TASK BRIEF
Every record below, from first to last: print it exactly as shown.

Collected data
▬▬▬▬▬▬▬▬▬▬

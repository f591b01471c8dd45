use crate::config::ExecutorConfig;

pub const DEFAULT_CONCURRENCY: usize = 5;

/// Per-batch execution options.
#[derive(Debug, Clone)]
pub struct ExecutionOpts {
    /// Maximum number of jobs in flight at once. `0` is treated as `1`.
    pub concurrency: usize,

    /// Output stream format: "text" or "jsonl"
    pub stream_format: String,

    /// Enable visual progress bar (disabled for jsonl output)
    pub progress_bar: bool,

    /// Quiet mode (suppress non-essential output)
    pub quiet: bool,
}

impl Default for ExecutionOpts {
    fn default() -> Self {
        Self {
            concurrency: DEFAULT_CONCURRENCY,
            stream_format: "text".to_string(),
            progress_bar: false,
            quiet: false,
        }
    }
}

impl ExecutionOpts {
    /// Build options from the `[executor]` config section.
    pub fn from_config(cfg: &ExecutorConfig, stream_format: &str, quiet: bool) -> Self {
        // Progress bar only for text output and when not quiet
        let progress_bar = cfg.progress_bar && stream_format == "text" && !quiet;

        Self {
            concurrency: cfg.concurrency,
            stream_format: stream_format.to_string(),
            progress_bar,
            quiet,
        }
    }

    pub fn with_concurrency(mut self, concurrency: usize) -> Self {
        self.concurrency = concurrency;
        self
    }
}
use std::future::Future;
use std::sync::Arc;

use futures::stream::FuturesUnordered;
use futures::StreamExt;
use tokio::sync::Semaphore;

/// Run every job with at most `limit` in flight, returning one output per job.
///
/// A job's thunk is only invoked once it holds a permit, and the permit is
/// released when the job's future settles. Admission follows submission order;
/// the returned vector is in completion order. Everything is polled on the
/// calling task, so jobs need not be `Send` or `'static`.
///
/// A `limit` of `0` is treated as `1`.
pub async fn run_bounded<F, Fut, R>(jobs: Vec<F>, limit: usize) -> Vec<R>
where
    F: FnOnce() -> Fut,
    Fut: Future<Output = R>,
{
    if jobs.is_empty() {
        return Vec::new();
    }

    let limit = if limit == 0 {
        tracing::warn!("concurrency limit of 0 requested, using 1");
        1
    } else {
        limit
    };

    let total = jobs.len();
    let sem = Arc::new(Semaphore::new(limit));
    let mut futs: FuturesUnordered<_> = FuturesUnordered::new();

    for job in jobs {
        let sem = sem.clone();
        futs.push(async move {
            // The semaphore is never closed, so acquisition cannot fail; the
            // permit (or error) is held until the job settles either way.
            let _permit = sem.acquire_owned().await;
            job().await
        });
    }

    let mut results = Vec::with_capacity(total);
    while let Some(res) = futs.next().await {
        results.push(res);
    }

    tracing::debug!(total, limit, "bounded run drained");
    results
}

#[cfg(test)]
mod tests {
    use super::*;
    use std::cell::{Cell, RefCell};
    use std::rc::Rc;
    use std::time::Duration;

    #[tokio::test]
    async fn empty_input_returns_empty() {
        let jobs: Vec<fn() -> std::future::Ready<u32>> = Vec::new();
        assert!(run_bounded(jobs, 5).await.is_empty());
    }

    #[tokio::test]
    async fn one_output_per_job_even_on_failure() {
        let jobs: Vec<_> = (0..10)
            .map(|i| move || async move { if i % 3 == 0 { Err(i) } else { Ok(i) } })
            .collect();

        let mut results = run_bounded(jobs, 3).await;
        assert_eq!(results.len(), 10);
        results.sort_by_key(|r| match r {
            Ok(i) | Err(i) => *i,
        });
        assert_eq!(results.iter().filter(|r| r.is_err()).count(), 4);
    }

    #[tokio::test]
    async fn never_exceeds_limit() {
        let active = Rc::new(Cell::new(0usize));
        let peak = Rc::new(Cell::new(0usize));

        let jobs: Vec<_> = (0..12u64)
            .map(|i| {
                let active = active.clone();
                let peak = peak.clone();
                move || async move {
                    active.set(active.get() + 1);
                    peak.set(peak.get().max(active.get()));
                    tokio::time::sleep(Duration::from_millis(2 + i % 4)).await;
                    active.set(active.get() - 1);
                    i
                }
            })
            .collect();

        let results = run_bounded(jobs, 3).await;
        assert_eq!(results.len(), 12);
        assert_eq!(peak.get(), 3);
        assert_eq!(active.get(), 0);
    }

    #[tokio::test]
    async fn admission_is_fifo() {
        let started = Rc::new(RefCell::new(Vec::new()));

        let jobs: Vec<_> = (0..6usize)
            .map(|i| {
                let started = started.clone();
                move || {
                    started.borrow_mut().push(i);
                    async move {
                        tokio::time::sleep(Duration::from_millis(1)).await;
                    }
                }
            })
            .collect();

        run_bounded(jobs, 2).await;
        assert_eq!(*started.borrow(), vec![0, 1, 2, 3, 4, 5]);
    }

    #[tokio::test]
    async fn zero_limit_runs_serially() {
        let active = Rc::new(Cell::new(0usize));
        let peak = Rc::new(Cell::new(0usize));

        let jobs: Vec<_> = (0..4)
            .map(|_| {
                let active = active.clone();
                let peak = peak.clone();
                move || async move {
                    active.set(active.get() + 1);
                    peak.set(peak.get().max(active.get()));
                    tokio::task::yield_now().await;
                    active.set(active.get() - 1);
                }
            })
            .collect();

        assert_eq!(run_bounded(jobs, 0).await.len(), 4);
        assert_eq!(peak.get(), 1);
    }
}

▬▬▬▬▬▬▬▬▬▬

EXPECTED OUTPUT
repository f591b01471c8dd45
use crate::config::ExecutorConfig;

pub const DEFAULT_CONCURRENCY: usize = 5;

/// Per-batch execution options.
#[derive(Debug, Clone)]
pub struct ExecutionOpts {
    /// Maximum number of jobs in flight at once. `0` is treated as `1`.
    pub concurrency: usize,

    /// Output stream format: "text" or "jsonl"
    pub stream_format: String,

    /// Enable visual progress bar (disabled for jsonl output)
    pub progress_bar: bool,

    /// Quiet mode (suppress non-essential output)
    pub quiet: bool,
}

impl Default for ExecutionOpts {
    fn default() -> Self {
        Self {
            concurrency: DEFAULT_CONCURRENCY,
            stream_format: "text".to_string(),
            progress_bar: false,
            quiet: false,
        }
    }
}

impl ExecutionOpts {
    /// Build options from the `[executor]` config section.
    pub fn from_config(cfg: &ExecutorConfig, stream_format: &str, quiet: bool) -> Self {
        // Progress bar only for text output and when not quiet
        let progress_bar = cfg.progress_bar && stream_format == "text" && !quiet;

        Self {
            concurrency: cfg.concurrency,
            stream_format: stream_format.to_string(),
            progress_bar,
            quiet,
        }
    }

    pub fn with_concurrency(mut self, concurrency: usize) -> Self {
        self.concurrency = concurrency;
        self
    }
}
use std::future::Future;
use std::sync::Arc;

use futures::stream::FuturesUnordered;
use futures::StreamExt;
use tokio::sync::Semaphore;

/// Run every job with at most `limit` in flight, returning one output per job.
///
/// A job's thunk is only invoked once it holds a permit, and the permit is
/// released when the job's future settles. Admission follows submission order;
/// the returned vector is in completion order. Everything is polled on the
/// calling task, so jobs need not be `Send` or `'static`.
///
/// A `limit` of `0` is treated as `1`.
pub async fn run_bounded<F, Fut, R>(jobs: Vec<F>, limit: usize) -> Vec<R>
where
    F: FnOnce() -> Fut,
    Fut: Future<Output = R>,
{
    if jobs.is_empty() {
        return Vec::new();
    }

    let limit = if limit == 0 {
        tracing::warn!("concurrency limit of 0 requested, using 1");
        1
    } else {
        limit
    };

    let total = jobs.len();
    let sem = Arc::new(Semaphore::new(limit));
    let mut futs: FuturesUnordered<_> = FuturesUnordered::new();

    for job in jobs {
        let sem = sem.clone();
        futs.push(async move {
            // The semaphore is never closed, so acquisition cannot fail; the
            // permit (or error) is held until the job settles either way.
            let _permit = sem.acquire_owned().await;
            job().await
        });
    }

    let mut results = Vec::with_capacity(total);
    while let Some(res) = futs.next().await {
        results.push(res);
    }

    tracing::debug!(total, limit, "bounded run drained");
    results
}

#[cfg(test)]
mod tests {
    use super::*;
    use std::cell::{Cell, RefCell};
    use std::rc::Rc;
    use std::time::Duration;

    #[tokio::test]
    async fn empty_input_returns_empty() {
        let jobs: Vec<fn() -> std::future::Ready<u32>> = Vec::new();
        assert!(run_bounded(jobs, 5).await.is_empty());
    }

    #[tokio::test]
    async fn one_output_per_job_even_on_failure() {
        let jobs: Vec<_> = (0..10)
            .map(|i| move || async move { if i % 3 == 0 { Err(i) } else { Ok(i) } })
            .collect();

        let mut results = run_bounded(jobs, 3).await;
        assert_eq!(results.len(), 10);
        results.sort_by_key(|r| match r {
            Ok(i) | Err(i) => *i,
        });
        assert_eq!(results.iter().filter(|r| r.is_err()).count(), 4);
    }

    #[tokio::test]
    async fn never_exceeds_limit() {
        let active = Rc::new(Cell::new(0usize));
        let peak = Rc::new(Cell::new(0usize));

        let jobs: Vec<_> = (0..12u64)
            .map(|i| {
                let active = active.clone();
                let peak = peak.clone();
                move || async move {
                    active.set(active.get() + 1);
                    peak.set(peak.get().max(active.get()));
                    tokio::time::sleep(Duration::from_millis(2 + i % 4)).await;
                    active.set(active.get() - 1);
                    i
                }
            })
            .collect();

        let results = run_bounded(jobs, 3).await;
        assert_eq!(results.len(), 12);
        assert_eq!(peak.get(), 3);
        assert_eq!(active.get(), 0);
    }

    #[tokio::test]
    async fn admission_is_fifo() {
        let started = Rc::new(RefCell::new(Vec::new()));

        let jobs: Vec<_> = (0..6usize)
            .map(|i| {
                let started = started.clone();
                move || {
                    started.borrow_mut().push(i);
                    async move {
                        tokio::time::sleep(Duration::from_millis(1)).await;
                    }
                }
            })
            .collect();

        run_bounded(jobs, 2).await;
        assert_eq!(*started.borrow(), vec![0, 1, 2, 3, 4, 5]);
    }

    #[tokio::test]
    async fn zero_limit_runs_serially() {
        let active = Rc::new(Cell::new(0usize));
        let peak = Rc::new(Cell::new(0usize));

        let jobs: Vec<_> = (0..4)
            .map(|_| {
                let active = active.clone();
                let peak = peak.clone();
                move || async move {
                    active.set(active.get() + 1);
                    peak.set(peak.get().max(active.get()));
                    tokio::task::yield_now().await;
                    active.set(active.get() - 1);
                }
            })
            .collect();

        assert_eq!(run_bounded(jobs, 0).await.len(), 4);
        assert_eq!(peak.get(), 1);
    }
}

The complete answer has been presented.